About this exercise: Across these entries, report how many lines include the string "None", with nothing but the number.

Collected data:
# # # # # # #

use axum::Form;
use axum::extract::rejection::FormRejection;
use axum::extract::{Multipart, Path, Query, State};
use axum::response::{IntoResponse, Response};
use chrono::Utc;
use sea_orm::*;
use tracing::instrument;

use crate::entity::{comment, follow, group, post};
use crate::error::AppError;
use crate::extractors::auth::{AuthUser, MaybeUser};
use crate::models::comment::{CommentForm, comment_form};
use crate::models::post::{CleanImage, PostFormData, post_form};
use crate::models::shared::PageQuery;
use crate::state::AppState;
use crate::templates::posts::{CreatePostPage, GroupPage, IndexPage, PostDetailPage, ProfilePage};
use crate::templates::{Format, Page};
use crate::utils::posts::{
    all_groups, count_posts_by, find_post, find_user_by_username, parse_post_id, post_comments,
    post_page, post_url, profile_url, to_post_view,
};
use crate::utils::redirect::found;

#[instrument(skip(state, viewer, query), fields(page = ?query.page))]
pub async fn index(
    State(state): State<AppState>,
    MaybeUser(viewer): MaybeUser,
    format: Format,
    Query(query): Query<PageQuery>,
) -> Result<Page<IndexPage>, AppError> {
    let page_obj = post_page(
        &state.db,
        post::Entity::find(),
        query.page.as_deref(),
        state.config.posts.per_page,
    )
    .await?;

    Ok(Page::new(format, IndexPage { page_obj }).viewer(viewer.as_ref()))
}

#[instrument(skip(state, viewer, query), fields(slug = %slug))]
pub async fn group_posts(
    State(state): State<AppState>,
    MaybeUser(viewer): MaybeUser,
    format: Format,
    Path(slug): Path<String>,
    Query(query): Query<PageQuery>,
) -> Result<Page<GroupPage>, AppError> {
    let group = group::Entity::find()
        .filter(group::Column::Slug.eq(&slug))
        .one(&state.db)
        .await?
        .ok_or_else(|| AppError::NotFound(format!("/group/{slug}/")))?;

    let page_obj = post_page(
        &state.db,
        post::Entity::find().filter(post::Column::GroupId.eq(group.id)),
        query.page.as_deref(),
        state.config.posts.per_page,
    )
    .await?;

    Ok(Page::new(
        format,
        GroupPage {
            group: (&group).into(),
            page_obj,
        },
    )
    .viewer(viewer.as_ref()))
}

#[instrument(skip(state, viewer, query), fields(username = %username))]
pub async fn profile(
    State(state): State<AppState>,
    MaybeUser(viewer): MaybeUser,
    format: Format,
    Path(username): Path<String>,
    Query(query): Query<PageQuery>,
) -> Result<Page<ProfilePage>, AppError> {
    let author = find_user_by_username(&state.db, &username).await?;

    let page_obj = post_page(
        &state.db,
        post::Entity::find().filter(post::Column::AuthorId.eq(author.id)),
        query.page.as_deref(),
        state.config.posts.per_page,
    )
    .await?;

    let (following, can_follow) = match &viewer {
        Some(user) if user.user_id != author.id => {
            let following = follow::Entity::find_by_id((user.user_id, author.id))
                .one(&state.db)
                .await?
                .is_some();
            (following, true)
        }
        _ => (false, false),
    };

    let ctx = ProfilePage {
        author: (&author).into(),
        posts_count: page_obj.count,
        following,
        can_follow,
        page_obj,
    };
    Ok(Page::new(format, ctx).viewer(viewer.as_ref()))
}

#[instrument(skip(state, viewer), fields(id = %raw_id))]
pub async fn post_detail(
    State(state): State<AppState>,
    MaybeUser(viewer): MaybeUser,
    format: Format,
    Path(raw_id): Path<String>,
) -> Result<Page<PostDetailPage>, AppError> {
    let id = parse_post_id(&raw_id)?;
    let post = find_post(&state.db, id).await?;

    let posts_count = count_posts_by(&state.db, post.author_id).await?;
    let comments = post_comments(&state.db, post.id).await?;
    let is_author = viewer.as_ref().is_some_and(|u| u.user_id == post.author_id);
    let post = to_post_view(&state.db, post).await?;

    let ctx = PostDetailPage {
        post,
        posts_count,
        comments,
        form: comment_form(),
        is_author,
        can_comment: viewer.is_some(),
    };
    Ok(Page::new(format, ctx).viewer(viewer.as_ref()))
}

#[instrument(skip(state, auth_user), fields(user = %auth_user.username))]
pub async fn create_form(
    auth_user: AuthUser,
    State(state): State<AppState>,
    format: Format,
) -> Result<Page<CreatePostPage>, AppError> {
    let groups = all_groups(&state.db).await?;
    let ctx = CreatePostPage {
        form: post_form(&groups, None, None, None),
        is_edit: false,
        post_id: None,
    };
    Ok(Page::new(format, ctx).viewer(Some(&auth_user)))
}

/// Store an uploaded image, returning the name it was stored under.
async fn store_image(state: &AppState, image: &CleanImage) -> Result<String, AppError> {
    let name = state.media.save(&image.name, &image.data).await?;
    tracing::info!(name = %name, size = image.data.len(), "Stored post image");
    Ok(name)
}

async fn remove_image(state: &AppState, name: &str) {
    if let Err(e) = state.media.delete(name).await {
        tracing::warn!("Failed to delete image {}: {}", name, e);
    }
}

#[instrument(skip(state, auth_user, multipart), fields(user = %auth_user.username))]
pub async fn create_post(
    auth_user: AuthUser,
    State(state): State<AppState>,
    format: Format,
    multipart: Multipart,
) -> Result<Response, AppError> {
    let data = PostFormData::from_multipart(multipart).await?;
    let groups = all_groups(&state.db).await?;

    let clean = match data.clean(&groups, state.config.media.max_upload_size) {
        Ok(clean) => clean,
        Err(errors) => {
            let form = post_form(&groups, Some(data.text), Some(data.group), None).with_errors(errors);
            let ctx = CreatePostPage {
                form,
                is_edit: false,
                post_id: None,
            };
            return Ok(Page::new(format, ctx).viewer(Some(&auth_user)).into_response());
        }
    };

    let image = match &clean.image {
        Some(image) => Some(store_image(&state, image).await?),
        None => None,
    };

    let new_post = post::ActiveModel {
        text: Set(clean.text),
        pub_date: Set(Utc::now()),
        author_id: Set(auth_user.user_id),
        group_id: Set(clean.group_id),
        image: Set(image.clone()),
        ..Default::default()
    };
    let model = match new_post.insert(&state.db).await {
        Ok(model) => model,
        Err(e) => {
            if let Some(name) = &image {
                remove_image(&state, name).await;
            }
            return Err(e.into());
        }
    };
    tracing::info!(post_id = model.id, "Post created");

    state.after_write();
    Ok(found(&profile_url(&auth_user.username)))
}

#[instrument(skip(state, auth_user), fields(id = %raw_id, user = %auth_user.username))]
pub async fn edit_form(
    auth_user: AuthUser,
    State(state): State<AppState>,
    format: Format,
    Path(raw_id): Path<String>,
) -> Result<Response, AppError> {
    let id = parse_post_id(&raw_id)?;
    let post = find_post(&state.db, id).await?;
    if post.author_id != auth_user.user_id {
        return Ok(found(&post_url(post.id)));
    }

    let groups = all_groups(&state.db).await?;
    let ctx = CreatePostPage {
        form: post_form(
            &groups,
            Some(post.text),
            post.group_id.map(|id| id.to_string()),
            post.image,
        ),
        is_edit: true,
        post_id: Some(post.id),
    };
    Ok(Page::new(format, ctx).viewer(Some(&auth_user)).into_response())
}

#[instrument(skip(state, auth_user, multipart), fields(id = %raw_id, user = %auth_user.username))]
pub async fn edit_post(
    auth_user: AuthUser,
    State(state): State<AppState>,
    format: Format,
    Path(raw_id): Path<String>,
    multipart: Multipart,
) -> Result<Response, AppError> {
    let id = parse_post_id(&raw_id)?;
    let post = find_post(&state.db, id).await?;
    if post.author_id != auth_user.user_id {
        return Ok(found(&post_url(post.id)));
    }

    let data = PostFormData::from_multipart(multipart).await?;
    let groups = all_groups(&state.db).await?;

    let clean = match data.clean(&groups, state.config.media.max_upload_size) {
        Ok(clean) => clean,
        Err(errors) => {
            let form = post_form(&groups, Some(data.text), Some(data.group), post.image)
                .with_errors(errors);
            let ctx = CreatePostPage {
                form,
                is_edit: true,
                post_id: Some(post.id),
            };
            return Ok(Page::new(format, ctx).viewer(Some(&auth_user)).into_response());
        }
    };

    let old_image = post.image.clone();
    let new_image = match &clean.image {
        Some(image) => Some(store_image(&state, image).await?),
        None => None,
    };

    let mut active: post::ActiveModel = post.into();
    active.text = Set(clean.text);
    active.group_id = Set(clean.group_id);
    if let Some(name) = &new_image {
        active.image = Set(Some(name.clone()));
    }
    let model = match active.update(&state.db).await {
        Ok(model) => model,
        Err(e) => {
            if let Some(name) = &new_image {
                remove_image(&state, name).await;
            }
            return Err(e.into());
        }
    };
    tracing::info!(post_id = model.id, "Post updated");

    // The replaced file is no longer referenced by any post.
    if let (Some(old), Some(_)) = (old_image, new_image) {
        remove_image(&state, &old).await;
    }

    state.after_write();
    Ok(found(&post_url(model.id)))
}

#[instrument(skip(state, auth_user), fields(id = %raw_id, user = %auth_user.username))]
pub async fn delete_post(
    auth_user: AuthUser,
    State(state): State<AppState>,
    Path(raw_id): Path<String>,
) -> Result<Response, AppError> {
    let id = parse_post_id(&raw_id)?;
    let post = find_post(&state.db, id).await?;
    if post.author_id != auth_user.user_id {
        return Ok(found(&post_url(post.id)));
    }

    let txn = state.db.begin().await?;
    comment::Entity::delete_many()
        .filter(comment::Column::PostId.eq(post.id))
        .exec(&txn)
        .await?;
    post::Entity::delete_by_id(post.id).exec(&txn).await?;
    txn.commit().await?;
    tracing::info!(post_id = post.id, "Post deleted");

    if let Some(image) = &post.image {
        remove_image(&state, image).await;
    }

    state.after_write();
    Ok(found(&profile_url(&auth_user.username)))
}

/// `GET /posts/<id>/comment/` has nothing to show; send the user to the post.
#[instrument(skip(state, _auth_user), fields(id = %raw_id))]
pub async fn comment_redirect(
    _auth_user: AuthUser,
    State(state): State<AppState>,
    Path(raw_id): Path<String>,
) -> Result<Response, AppError> {
    let id = parse_post_id(&raw_id)?;
    let post = find_post(&state.db, id).await?;
    Ok(found(&post_url(post.id)))
}

#[instrument(skip(state, auth_user, form), fields(id = %raw_id, user = %auth_user.username))]
pub async fn add_comment(
    auth_user: AuthUser,
    State(state): State<AppState>,
    Path(raw_id): Path<String>,
    form: Result<Form<CommentForm>, FormRejection>,
) -> Result<Response, AppError> {
    let id = parse_post_id(&raw_id)?;
    let post = find_post(&state.db, id).await?;

    let form = form.map(|Form(form)| form).unwrap_or_default();
    if let Some(text) = form.clean_text() {
        let new_comment = comment::ActiveModel {
            text: Set(text.to_string()),
            created: Set(Utc::now()),
            post_id: Set(post.id),
            author_id: Set(auth_user.user_id),
            ..Default::default()
        };
        let model = new_comment.insert(&state.db).await?;
        tracing::info!(comment_id = model.id, post_id = post.id, "Comment added");
        state.after_write();
    }

    Ok(found(&post_url(post.id)))
}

# # # # # # #

Answer to this task: 6